Oltre ad aprire una casa di cura laica e basata su una sottoscrizione pubblica, con lo scopo di fornire ai malati terminali un posto caldo e accogliente in cui recuperare l’anima, e in cui diventare capaci di cominciare il viaggio dopo la morte stringendo in mano un biglietto fatto di coscienza, di dignità, di sofferenza, ma anche di amore e di un senso di comunione, la dottoressa Cicely M.S. Saunders, grazie a una borsa di studio biennale, sfruttò la sua insaziabile curiosità, e acuta capacità d’osservazione, per mettere a punto una nuova metodologia di somministrazione delle cure per il dolore -basata su una modulazione della terapia, da parte delle infermiere, entro un range adattato ad hoc alla sofferenza del singolo paziente, e consistente nell’erogare basse dosi di analgesici in maniera ravvicinata nel tempo-, liberando centinaia di malati dall’inferno disumano che impedisce di vivere gli ultimi istanti con la meritata serenità.
Infine, va delle che il romanzo di Emmanuel Exitu è un romanzo sinceramente femminista, ma non nel modo sgradevolmente ingessato e neo-nazista del politicamente corretto: è che, semplicemente, Cicely fu una donna veramente moderna. Una donna che seppe scontentare i genitori e le aspettative della società alto borghese dell’epoca, mollando l’Università di Oxford e iscrivendosi alla Scuola da infermiere all’età di ventisei anni. Per poi iscriversi all’Università di Medicina, dopo un periodo svolto impeccabilmente come volontaria in hospice e come assistente sociale, all’età di trentatrè anni. Una donna che non si sposò, né ebbe figli, ma che amò intensamente e con tutta sé stessa. Una donna che non si fece scrupoli a comandare e organizzare qualsiasi fosse il suo posto di lavoro, concependo e mettendo in pratica migliorie e procedure con un perfezionismo che la rese spesso, sebbene di bravura indiscussa, antipatica e maldigerita. Una donna capace di rispondere alle autorità mai con dei brividi di paura, ma con le idee brillanti e con i fatti. Di coltivare un sogno nato su un letto d’ospedale e di realizzarlo dopo il duro lavoro di vent’anni.

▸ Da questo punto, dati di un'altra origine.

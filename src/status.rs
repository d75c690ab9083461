// 📤 Status Reporter - tell the ERP a persisted event was consumed
//
// The remote event is found again by its concurrency token (stored as the
// fingerprint), patched with If-Match, and only then is the local record
// marked processed.

use crate::db::{self, AuditAction, AuditEntry};
use crate::error::RemoteError;
use crate::events::EVENT_ENTITY;
use crate::identity::RemoteRecord;
use crate::mapper::{ProcessingOutcome, StatusPayload};
use crate::remote::{RemoteCatalogClient, RemoteKey, ETAG_FIELD, ODATA_ID_FIELD};
use crate::catalog::TENANT_FIELD;
use rusqlite::Connection;
use serde::Serialize;
use serde_json::Value;
use thiserror::Error;
use tracing::{info, warn};

/// Key fields tried in order when the event exposes no canonical URL
pub const EVENT_KEY_CANDIDATES: [&str; 4] = [
    "RecId",
    "EmployeeModificationsId",
    "EmployeeModificationId",
    "EQMEmployeeModificationsId",
];

#[derive(Debug, Error)]
pub enum StatusError {
    #[error("persisted record {0} not found")]
    RecordNotFound(i64),

    #[error("record {0} carries an undecodable fingerprint")]
    InvalidFingerprint(i64),

    #[error("no remote event matches the concurrency token of record {0}")]
    RemoteEventNotFound(i64),

    #[error("remote event for record {0} exposes no key field")]
    NoKeyField(i64),

    #[error(transparent)]
    Remote(#[from] RemoteError),

    #[error(transparent)]
    Storage(#[from] anyhow::Error),
}

#[derive(Debug, Clone, PartialEq, Eq, Serialize)]
#[serde(tag = "status", rename_all = "snake_case")]
pub enum ReportOutcome {
    Reported { id: i64 },
    Skipped { id: i64, reason: String },
}

pub struct StatusReporter<'a> {
    client: &'a dyn RemoteCatalogClient,
    tenant: String,
}

impl<'a> StatusReporter<'a> {
    pub fn new(client: &'a dyn RemoteCatalogClient, tenant: &str) -> Self {
        StatusReporter {
            client,
            tenant: tenant.to_string(),
        }
    }

    pub fn report(
        &self,
        conn: &Connection,
        record_id: i64,
        outcome: &ProcessingOutcome,
    ) -> Result<ReportOutcome, StatusError> {
        let record =
            db::get_persisted_record(conn, record_id)?.ok_or(StatusError::RecordNotFound(record_id))?;
        if record.processed {
            return Ok(ReportOutcome::Skipped {
                id: record_id,
                reason: "already_processed".to_string(),
            });
        }

        let token = record
            .fingerprint
            .decode_token()
            .ok_or(StatusError::InvalidFingerprint(record_id))?;
        let payload = StatusPayload::from_outcome(&record, outcome).to_remote();

        if let Some(url) = record.remote_url.as_deref() {
            self.client.update_by_url(url, &payload, Some(&token))?;
            return self.finish(conn, record_id, outcome);
        }

        let event = self
            .find_event(record.personnel_number.as_deref(), &token)?
            .ok_or(StatusError::RemoteEventNotFound(record_id))?;

        match event.get(ODATA_ID_FIELD).and_then(Value::as_str) {
            Some(url) => {
                self.client.update_by_url(url, &payload, Some(&token))?;
            }
            None => {
                let key = self.event_key(&event).ok_or(StatusError::NoKeyField(record_id))?;
                self.client.update(EVENT_ENTITY, &key, &payload, Some(&token))?;
            }
        }

        self.finish(conn, record_id, outcome)
    }

    fn finish(
        &self,
        conn: &Connection,
        record_id: i64,
        outcome: &ProcessingOutcome,
    ) -> Result<ReportOutcome, StatusError> {
        db::mark_processed(conn, record_id)?;
        db::record_audit(
            conn,
            &AuditEntry::for_record(
                AuditAction::WorkerEventReported,
                record_id,
                serde_json::json!({ "outcome": outcome }),
            ),
        )?;

        info!(id = record_id, "status reported");
        Ok(ReportOutcome::Reported { id: record_id })
    }

    /// Narrow by personnel number first, then fall back to the full listing
    fn find_event(
        &self,
        personnel_number: Option<&str>,
        token: &str,
    ) -> Result<Option<RemoteRecord>, RemoteError> {
        let matches_token = |r: &RemoteRecord| {
            r.get(ETAG_FIELD).and_then(Value::as_str).map(str::trim) == Some(token.trim())
        };

        if let Some(number) = personnel_number {
            let filter = format!("PersonnelNumber eq '{}'", number.replace('\'', "''"));
            let rows = self.client.list(EVENT_ENTITY, Some(&filter))?;
            if let Some(found) = rows.into_iter().find(|r| matches_token(r)) {
                return Ok(Some(found));
            }
            warn!(personnel_number = number, "event not found by personnel number, scanning all");
        }

        let rows = self.client.list(EVENT_ENTITY, None)?;
        Ok(rows.into_iter().find(|r| matches_token(r)))
    }

    /// Row ids are numeric and global; the other candidates are tenant scoped
    fn event_key(&self, event: &RemoteRecord) -> Option<RemoteKey> {
        let (field, value) = EVENT_KEY_CANDIDATES
            .iter()
            .find_map(|f| event.get(*f).map(|v| (*f, v)))?;

        let key = match value {
            Value::Number(n) => RemoteKey::numeric(field, n.as_i64()?),
            Value::String(s) => match s.trim().parse::<i64>() {
                Ok(n) if s.trim().chars().all(|c| c.is_ascii_digit()) => RemoteKey::numeric(field, n),
                _ => RemoteKey::single(field, s),
            },
            _ => return None,
        };

        if field == EVENT_KEY_CANDIDATES[0] {
            return Some(key);
        }
        let tenant = event
            .get(TENANT_FIELD)
            .and_then(Value::as_str)
            .filter(|t| !t.trim().is_empty())
            .unwrap_or(self.tenant.as_str());
        Some(key.scoped(tenant))
    }
}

Un libro del genere vale più di mille manifesti, perché a parte qualsiasi genere di pensiero o di ideologia che vi si potrebbero innestare, è prima di tutto un libro sul che cosa significa fare del bene, e farlo permettendosi di essere, e di coltivare sé stessi fino in fondo. Perché Cicely, e questo è importante dirlo, permise, oltre che a sé stessa, anche ai pazienti, di essere loro stessi. Senza imporre loro nulla, ma adattandosi alle loro necessità e consentendo loro di raggiungere, prima dell’ultimo respiro, quella pace profonda che si sperimenta quando si è finalmente in armonia con il proprio sé autentico, con il fanciullo divino che alberga in ciascuno di noi.